Handbook
Security incident response
Purpose: A project-agnostic blueprint for preparing, detecting, containing, and learning from security incidents with clear roles, communications, and evidence handling.
Audience: Security operations, engineering leadership, legal/compliance, and communications stakeholders.
Overview
Incident response (IR) is how an organization limits harm, restores trust, and improves after a security event. A strong program combines written plans, rehearsed playbooks, instrumented detection, and blameless learning — not heroics under pressure.
Incident classification
| Severity | Definition (typical) | Examples | Response SLA (indicative) | Communication | Escalation |
|---|---|---|---|---|---|
| Critical | Active compromise of prod, large-scale data exposure, ransomware in progress | Domain admin compromise, widespread data exfiltration | Minutes to engage IC | Exec + legal + comms + customer/regulator path as required | C-level, 24/7 bridge |
| High | Confirmed breach limited scope, critical vuln exploited, major service impact from attack | Single tenant data access, successful auth bypass in prod | Under 1 hour | Security + engineering leadership + legal triage | Director+ |
| Medium | Suspicious activity unconfirmed, limited asset, contained issue | Possible account takeover, isolated malware on endpoint | Same business day | Team leads + security | Manager+ |
| Low | Policy violations, noise, near-misses | Phishing reported no creds lost, scan noise | Next business day | Team channel / ticket | On-call security |
Calibrate SLAs and regulatory triggers (e.g., GDPR breach assessment) with counsel — this table is a template, not legal advice.

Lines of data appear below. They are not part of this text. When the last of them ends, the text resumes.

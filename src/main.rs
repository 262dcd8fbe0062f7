//! # PF Receiver
//!
//! Decode Power Functions IR remote packets into per-output motor commands.
//!
//! This binary replays a scripted sequence of 16-bit packet words through
//! one decoder per configured logical channel, standing in for the IR
//! demodulator that normally feeds the decoders. It logs decoded state for
//! accepted packets and staleness transitions for each output.

use anyhow::Result;
use tokio::time::{interval, Duration};
use tracing::{debug, info, warn};
use tracing_subscriber;

mod clock;
mod config;
mod error;
mod protocol;

use clock::SystemClock;
use config::Config;
use protocol::decoder::ChannelDecoder;
use protocol::fields::{channel_of, Subchannel};

/// Default configuration file path
const CONFIG_PATH: &str = "config/default.toml";

/// Scripted packet words replayed by the demo feed.
///
/// A short session on channel 0 with one stray channel-1 word mixed in:
/// both outputs forward, BLUE reversed, RED braked, a Combo PWM keepalive,
/// a Single Output word (recognized, not decoded), and both outputs
/// released to float.
const DEMO_SCRIPT: &[u16] = &[
    0x0150, // Combo Direct: BLUE forward, RED forward
    0x0190, // Combo Direct: BLUE backward, RED forward
    0x1150, // addressed to channel 1 (mismatch for channel-0 decoders)
    0x01A0, // Combo Direct: BLUE backward, RED backward
    0x0170, // Combo Direct: BLUE forward, RED brake
    0x4100, // escape set: Combo PWM, payload not interpreted
    0x0400, // Single Output mode word, recognized only
    0x0100, // Combo Direct: both outputs float
];

/// Main entry point for the PF Receiver demo loop
///
/// # Control Flow
///
/// 1. **Initialization**
///    - Set up logging with tracing subscriber
///    - Load configuration (falls back to defaults if no file present)
///    - Build one decoder per configured logical channel
///
/// 2. **Main Loop**
///    - Feed the next scripted word to every decoder at the configured
///      interval; channel mismatches are expected and counted
///    - Log staleness transitions per output
///    - Handle Ctrl+C for graceful shutdown
///
/// 3. **Graceful Shutdown**
///    - Log totals for fed, accepted and mismatched words
#[tokio::main]
async fn main() -> Result<()> {
    // Initialize logging
    tracing_subscriber::fmt()
        .with_env_filter(
            tracing_subscriber::EnvFilter::from_default_env()
                .add_directive(tracing::Level::INFO.into()),
        )
        .init();

    info!("PF Receiver v{} starting...", env!("CARGO_PKG_VERSION"));

    let config = match Config::load(CONFIG_PATH) {
        Ok(config) => {
            info!("Loaded configuration from {}", CONFIG_PATH);
            config
        }
        Err(e) => {
            warn!("Could not load {}: {}. Using defaults.", CONFIG_PATH, e);
            Config::default()
        }
    };

    // One decoder per listened channel, each with its own clock
    let mut decoders: Vec<ChannelDecoder<SystemClock>> = config
        .decoder
        .listen_channels
        .iter()
        .map(|&channel| {
            let mut decoder = ChannelDecoder::new(channel, SystemClock::new());
            decoder.set_timeout(Subchannel::Red, config.decoder.timeout_red_ms);
            decoder.set_timeout(Subchannel::Blue, config.decoder.timeout_blue_ms);
            decoder
        })
        .collect();

    info!(
        "Listening on channels {:?}, timeouts RED {} ms / BLUE {} ms",
        config.decoder.listen_channels,
        config.decoder.timeout_red_ms,
        config.decoder.timeout_blue_ms
    );

    let mut feed_interval = interval(Duration::from_millis(config.receiver.feed_interval_ms));
    info!(
        "Replaying {} scripted words every {} ms",
        DEMO_SCRIPT.len(),
        config.receiver.feed_interval_ms
    );
    info!("Press Ctrl+C to exit");

    let mut words_fed: u64 = 0;
    let mut accepted: u64 = 0;
    let mut mismatched: u64 = 0;
    let mut stale: Vec<[bool; 2]> = vec![[false; 2]; decoders.len()];

    // Main receive loop
    loop {
        tokio::select! {
            _ = feed_interval.tick() => {
                let word = DEMO_SCRIPT[(words_fed % DEMO_SCRIPT.len() as u64) as usize];
                words_fed += 1;
                debug!("Feeding word 0x{:04X} (channel {})", word, channel_of(word));

                for decoder in &mut decoders {
                    match decoder.process(word) {
                        Ok(()) => {
                            accepted += 1;
                            info!(
                                "Channel {}: mode {:?}, RED speed {} (brake {}), BLUE speed {} (brake {})",
                                decoder.listen_channel(),
                                decoder.mode(),
                                decoder.red_speed(),
                                decoder.is_red_braking(),
                                decoder.blue_speed(),
                                decoder.is_blue_braking(),
                            );
                        }
                        Err(e) => {
                            // Expected on a shared medium; other channels' traffic
                            mismatched += 1;
                            debug!("{}", e);
                        }
                    }
                }

                // Report staleness transitions per output
                for (i, decoder) in decoders.iter().enumerate() {
                    for subchannel in [Subchannel::Red, Subchannel::Blue] {
                        let timed_out = decoder.is_timed_out(subchannel);
                        if timed_out && !stale[i][subchannel.index()] {
                            warn!(
                                "Channel {}: {} output stale ({} ms past deadline)",
                                decoder.listen_channel(),
                                subchannel,
                                decoder.time_until_timeout(subchannel),
                            );
                        } else if !timed_out && stale[i][subchannel.index()] {
                            info!(
                                "Channel {}: {} output fresh again",
                                decoder.listen_channel(),
                                subchannel,
                            );
                        }
                        stale[i][subchannel.index()] = timed_out;
                    }
                }

                if words_fed % config.receiver.status_interval_words == 0 {
                    info!(
                        "Fed {} words: {} accepted, {} channel mismatches",
                        words_fed, accepted, mismatched
                    );
                }
            }

            // Handle Ctrl+C for graceful shutdown
            _ = tokio::signal::ctrl_c() => {
                info!("Received Ctrl+C, shutting down...");
                info!(
                    "Total words fed: {} ({} accepted, {} channel mismatches)",
                    words_fed, accepted, mismatched
                );
                break;
            }
        }
    }

    Ok(())
}

#[cfg(test)]
mod tests {
    use super::*;

    #[test]
    fn test_demo_script_covers_channel_zero() {
        // The default config listens on channel 0; most of the script must
        // be addressed there
        let on_zero = DEMO_SCRIPT.iter().filter(|&&w| channel_of(w) == 0).count();
        assert!(on_zero >= DEMO_SCRIPT.len() - 1);
    }

    #[test]
    fn test_demo_script_contains_a_mismatch_word() {
        // One stray word exercises the channel-mismatch path
        assert!(DEMO_SCRIPT.iter().any(|&w| channel_of(w) != 0));
    }

    #[test]
    fn test_demo_script_decodes_cleanly() {
        let mut decoder = ChannelDecoder::new(0, SystemClock::new());
        let mut accepted = 0;
        for &word in DEMO_SCRIPT {
            if decoder.process(word).is_ok() {
                accepted += 1;
            }
        }
        // Everything but the stray channel-1 word is accepted
        assert_eq!(accepted, DEMO_SCRIPT.len() - 1);

        // The script ends with both outputs released
        assert_eq!(decoder.red_speed(), 0);
        assert_eq!(decoder.blue_speed(), 0);
        assert!(!decoder.is_red_braking());
        assert!(!decoder.is_blue_braking());
    }
}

NIST incident response lifecycle
Post-incident activity feeds preparation through updated controls, training, and detection rules.

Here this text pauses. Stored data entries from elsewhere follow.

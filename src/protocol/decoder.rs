//! # Channel Decoder
//!
//! Per-channel decoding and staleness tracking for Power Functions packets.
//!
//! One `ChannelDecoder` is instantiated per logical channel (0–3) the
//! surrounding system listens on; instances coexist independently and each
//! ignores packets addressed to other channels. The decoder assumes the
//! words it is handed already passed link-layer integrity checking.
//!
//! ## Staleness
//!
//! Both outputs share one last-accepted timestamp: any channel-matching
//! packet of any mode refreshes both outputs' staleness clocks, even when
//! only one output's state was relevant. This mirrors the transmitter-side
//! keepalive behavior of the remote and is intentional.

use tracing::{debug, error, trace, warn};

use super::fields::{
    blue_field_of, channel_of, decode_combo_field, escape_of, mode_code_of, red_field_of, Mode,
    OutputState, Subchannel, PF_NUM_SUBCHANNELS, PF_TIMEOUT_DEFAULT_MS,
};
use crate::clock::MonotonicClock;
use crate::error::{PfReceiverError, Result};

/// Decodes packets for one logical channel and tracks per-output staleness.
///
/// # Examples
///
/// ```
/// use pf_receiver::clock::SystemClock;
/// use pf_receiver::protocol::decoder::ChannelDecoder;
///
/// // Listen on channel 2; word: escape 0, mode 1, BLUE forward, RED brake
/// let mut decoder = ChannelDecoder::new(2, SystemClock::new());
/// decoder.process(0x2170)?;
///
/// assert_eq!(decoder.blue_speed(), 7);
/// assert_eq!(decoder.red_speed(), 0);
/// assert!(decoder.is_red_braking());
/// # Ok::<(), pf_receiver::error::PfReceiverError>(())
/// ```
#[derive(Debug)]
pub struct ChannelDecoder<C: MonotonicClock> {
    /// Monotonic time source, read on every accepted packet and staleness query
    clock: C,

    /// Logical channel this instance accepts (0–3), fixed at construction
    listen_channel: u8,

    /// Escape flag of the most recent accepted packet
    escape: u8,

    /// Mode latched from the most recent accepted packet
    mode: Mode,

    /// Decoded drive state per output, indexed by [`Subchannel`]
    outputs: [OutputState; PF_NUM_SUBCHANNELS],

    /// Raw word of the most recent accepted packet
    last_word: u16,

    /// Clock reading when the last channel-matching packet was accepted;
    /// shared by both outputs
    last_accepted_ms: u64,

    /// Per-output staleness threshold in milliseconds
    timeout_ms: [u64; PF_NUM_SUBCHANNELS],
}

impl<C: MonotonicClock> ChannelDecoder<C> {
    /// Creates a decoder listening on the given logical channel.
    ///
    /// Only the low two bits of `listen_channel` are used (valid channels
    /// are 0–3). Both outputs start at float with the default 750 ms
    /// timeout, and the staleness clock starts at the clock's current
    /// reading, so a decoder that never accepts a packet still goes stale
    /// once the window elapses.
    #[must_use]
    pub fn new(listen_channel: u8, clock: C) -> Self {
        let now_ms = clock.now_ms();
        Self {
            clock,
            listen_channel: listen_channel & 0x3,
            escape: 0,
            mode: Mode::Uninitialized,
            outputs: [OutputState::default(); PF_NUM_SUBCHANNELS],
            last_word: 0,
            last_accepted_ms: now_ms,
            timeout_ms: [PF_TIMEOUT_DEFAULT_MS; PF_NUM_SUBCHANNELS],
        }
    }

    /// Processes one already-validated 16-bit packet word.
    ///
    /// On a channel match the whole decoded bundle (escape, mode, outputs,
    /// raw word, timestamp) is committed as a unit; readers never observe a
    /// torn mix of old mode and new outputs. Only Combo Direct (mode code 1)
    /// updates output state; every other mode is latched without touching
    /// the outputs.
    ///
    /// # Errors
    ///
    /// Returns [`PfReceiverError::ChannelMismatch`] when the word is
    /// addressed to a different channel. No state changes in that case,
    /// including the staleness timestamp. Mismatches are expected in normal
    /// operation since many decoders may share one IR medium.
    pub fn process(&mut self, word: u16) -> Result<()> {
        // Stamp the receive time before decoding, like the radio side does
        let received_ms = self.clock.now_ms();

        let packet_channel = channel_of(word);
        if packet_channel != self.listen_channel {
            trace!(
                "Ignoring word 0x{:04X}: listening on channel {}, addressed to {}",
                word,
                self.listen_channel,
                packet_channel
            );
            return Err(PfReceiverError::ChannelMismatch {
                listening: self.listen_channel,
                got: packet_channel,
            });
        }

        let escape = escape_of(word);
        let mode = if escape == 1 {
            Mode::ComboPwm
        } else {
            Mode::from_code(mode_code_of(word))
        };

        // Outputs change only for payloads the decoder understands
        let outputs = if mode == Mode::ComboDirect {
            Self::decode_combo_direct(word)
        } else {
            self.outputs
        };

        self.escape = escape;
        self.mode = mode;
        self.outputs = outputs;
        self.last_word = word;
        self.last_accepted_ms = received_ms;

        debug!(
            "Channel {} accepted 0x{:04X}: mode {:?}, RED {:?}, BLUE {:?}",
            self.listen_channel,
            word,
            self.mode,
            self.outputs[Subchannel::Red.index()],
            self.outputs[Subchannel::Blue.index()]
        );

        Ok(())
    }

    /// Decodes the Combo Direct payload into both outputs' states.
    ///
    /// RED and BLUE map independently through the fixed 2-bit table; the
    /// order between them is not observable.
    fn decode_combo_direct(word: u16) -> [OutputState; PF_NUM_SUBCHANNELS] {
        let mut outputs = [OutputState::default(); PF_NUM_SUBCHANNELS];
        outputs[Subchannel::Red.index()] = decode_combo_field(red_field_of(word));
        outputs[Subchannel::Blue.index()] = decode_combo_field(blue_field_of(word));
        outputs
    }

    // ==================== Accessors ====================

    /// Logical channel this decoder listens on (0–3)
    #[must_use]
    pub fn listen_channel(&self) -> u8 {
        self.listen_channel
    }

    /// Escape flag of the most recent accepted packet (0 = mode word,
    /// 1 = Combo PWM)
    #[must_use]
    pub fn escape(&self) -> u8 {
        self.escape
    }

    /// Mode latched from the most recent accepted packet
    #[must_use]
    pub fn mode(&self) -> Mode {
        self.mode
    }

    /// Decoded drive state of one output
    #[must_use]
    pub fn output(&self, subchannel: Subchannel) -> OutputState {
        self.outputs[subchannel.index()]
    }

    /// Speed of the RED output: 0 for float, ±7 when driven
    #[must_use]
    pub fn red_speed(&self) -> i8 {
        self.output(Subchannel::Red).speed
    }

    /// Speed of the BLUE output: 0 for float, ±7 when driven
    #[must_use]
    pub fn blue_speed(&self) -> i8 {
        self.output(Subchannel::Blue).speed
    }

    /// True when the RED output was commanded to brake-then-float
    #[must_use]
    pub fn is_red_braking(&self) -> bool {
        self.output(Subchannel::Red).brake
    }

    /// True when the BLUE output was commanded to brake-then-float
    #[must_use]
    pub fn is_blue_braking(&self) -> bool {
        self.output(Subchannel::Blue).brake
    }

    /// Speed looked up by raw wire id, legacy surface.
    ///
    /// Returns 0 for any id other than 0 (RED) and 1 (BLUE) as a defensive
    /// default. Callers that want to distinguish "floating" from "malformed
    /// question" should go through [`Subchannel::from_id`] and
    /// [`output`](Self::output).
    #[must_use]
    pub fn speed_by_id(&self, subchannel_id: u8) -> i8 {
        match Subchannel::from_id(subchannel_id) {
            Ok(subchannel) => self.output(subchannel).speed,
            Err(_) => {
                warn!(
                    "speed_by_id: invalid subchannel id {}, returning 0",
                    subchannel_id
                );
                0
            }
        }
    }

    /// Raw word of the most recent accepted packet
    #[must_use]
    pub fn last_word(&self) -> u16 {
        self.last_word
    }

    /// Clock reading when the last channel-matching packet was accepted
    #[must_use]
    pub fn last_accepted_ms(&self) -> u64 {
        self.last_accepted_ms
    }

    // ==================== Staleness ====================

    /// Sets the staleness threshold for one output in milliseconds.
    ///
    /// The two outputs are configured independently even though they share
    /// one last-accepted timestamp.
    pub fn set_timeout(&mut self, subchannel: Subchannel, timeout_ms: u64) {
        debug!(
            "Channel {}: timeout for {} set to {} ms",
            self.listen_channel, subchannel, timeout_ms
        );
        self.timeout_ms[subchannel.index()] = timeout_ms;
    }

    /// Configured staleness threshold for one output in milliseconds
    #[must_use]
    pub fn timeout(&self, subchannel: Subchannel) -> u64 {
        self.timeout_ms[subchannel.index()]
    }

    /// Signed distance to the staleness deadline in milliseconds.
    ///
    /// Computed as `now - last_accepted - timeout`: a value ≤ 0 means that
    /// much time remains before the output goes stale, a value > 0 means
    /// the timeout was exceeded that long ago.
    #[must_use]
    pub fn time_until_timeout(&self, subchannel: Subchannel) -> i64 {
        let now_ms = self.clock.now_ms();
        now_ms as i64 - self.last_accepted_ms as i64 - self.timeout_ms[subchannel.index()] as i64
    }

    /// True when no channel-matching packet arrived within the output's
    /// staleness window
    #[must_use]
    pub fn is_timed_out(&self, subchannel: Subchannel) -> bool {
        self.time_until_timeout(subchannel) > 0
    }

    // ==================== Legacy raw-id surface ====================

    /// Sets a staleness threshold by raw wire id, legacy surface.
    ///
    /// Ids other than 0 and 1 are a no-op.
    pub fn set_timeout_by_id(&mut self, subchannel_id: u8, timeout_ms: u64) {
        match Subchannel::from_id(subchannel_id) {
            Ok(subchannel) => self.set_timeout(subchannel, timeout_ms),
            Err(_) => {
                warn!(
                    "set_timeout_by_id: invalid subchannel id {}, ignoring",
                    subchannel_id
                );
            }
        }
    }

    /// [`time_until_timeout`](Self::time_until_timeout) by raw wire id,
    /// legacy surface.
    ///
    /// Logs an error and returns 0 for invalid ids.
    #[must_use]
    pub fn time_until_timeout_by_id(&self, subchannel_id: u8) -> i64 {
        match Subchannel::from_id(subchannel_id) {
            Ok(subchannel) => self.time_until_timeout(subchannel),
            Err(e) => {
                error!("time_until_timeout_by_id: {}", e);
                0
            }
        }
    }

    /// [`is_timed_out`](Self::is_timed_out) by raw wire id, legacy surface.
    ///
    /// Logs an error and returns false for invalid ids.
    #[must_use]
    pub fn is_timed_out_by_id(&self, subchannel_id: u8) -> bool {
        match Subchannel::from_id(subchannel_id) {
            Ok(subchannel) => self.is_timed_out(subchannel),
            Err(e) => {
                error!("is_timed_out_by_id: {}", e);
                false
            }
        }
    }
}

IR plan components (preparation)
| Component | Contents |
|---|---|
| Roles and responsibilities | Roster, backups, delegation rules |
| Contact lists | On-call, vendors, cloud support, law enforcement liaison |
| Communication templates | Internal status, customer holding statements, regulator outlines |
| Legal / PR coordination | When counsel approves external messaging; privilege considerations |
| Evidence preservation | Log retention, imaging steps, chain-of-custody form |
| Tabletop schedule | Quarterly critical scenarios, annual full-scale exercise |
IR team roles
| Role | Responsibilities | Skills |
|---|---|---|
| Incident Commander (IC) | Objectives, scope, approvals, resource allocation | Crisis leadership, technical literacy |
| Security Analyst | Triage alerts, hypothesis testing, IOC hunting | SIEM, endpoint, cloud logging |
| Forensics Lead | Disk/memory capture, timeline, malware analysis | Forensic tools, evidence handling |
| Communications Lead | Status updates, stakeholder alignment | Clear writing under pressure |
| Legal Counsel | Regulatory duties, privilege, contracts | Privacy and breach law |
| Engineering Lead | Patches, isolations, service recovery | System architecture, change management |
Detection and analysis — IoC types
| Category | Examples | Collection |
|---|---|---|
| Network | IPs, domains, TLS cert anomalies, beaconing | Firewall, DNS, NIDS, proxy logs |
| Host | File hashes, registry keys, persistence | EDR, OS audit, integrity monitoring |
| Application | Failed logins, privilege spikes, odd API sequences | App logs, WAF, IdP |
| Behavioral | Lateral movement, impossible travel, data staging | UEBA, correlation rules, baselines |
SIEM correlation and threat intelligence (TI feeds, ISACs) accelerate triage; tune alerts to actionable scenarios.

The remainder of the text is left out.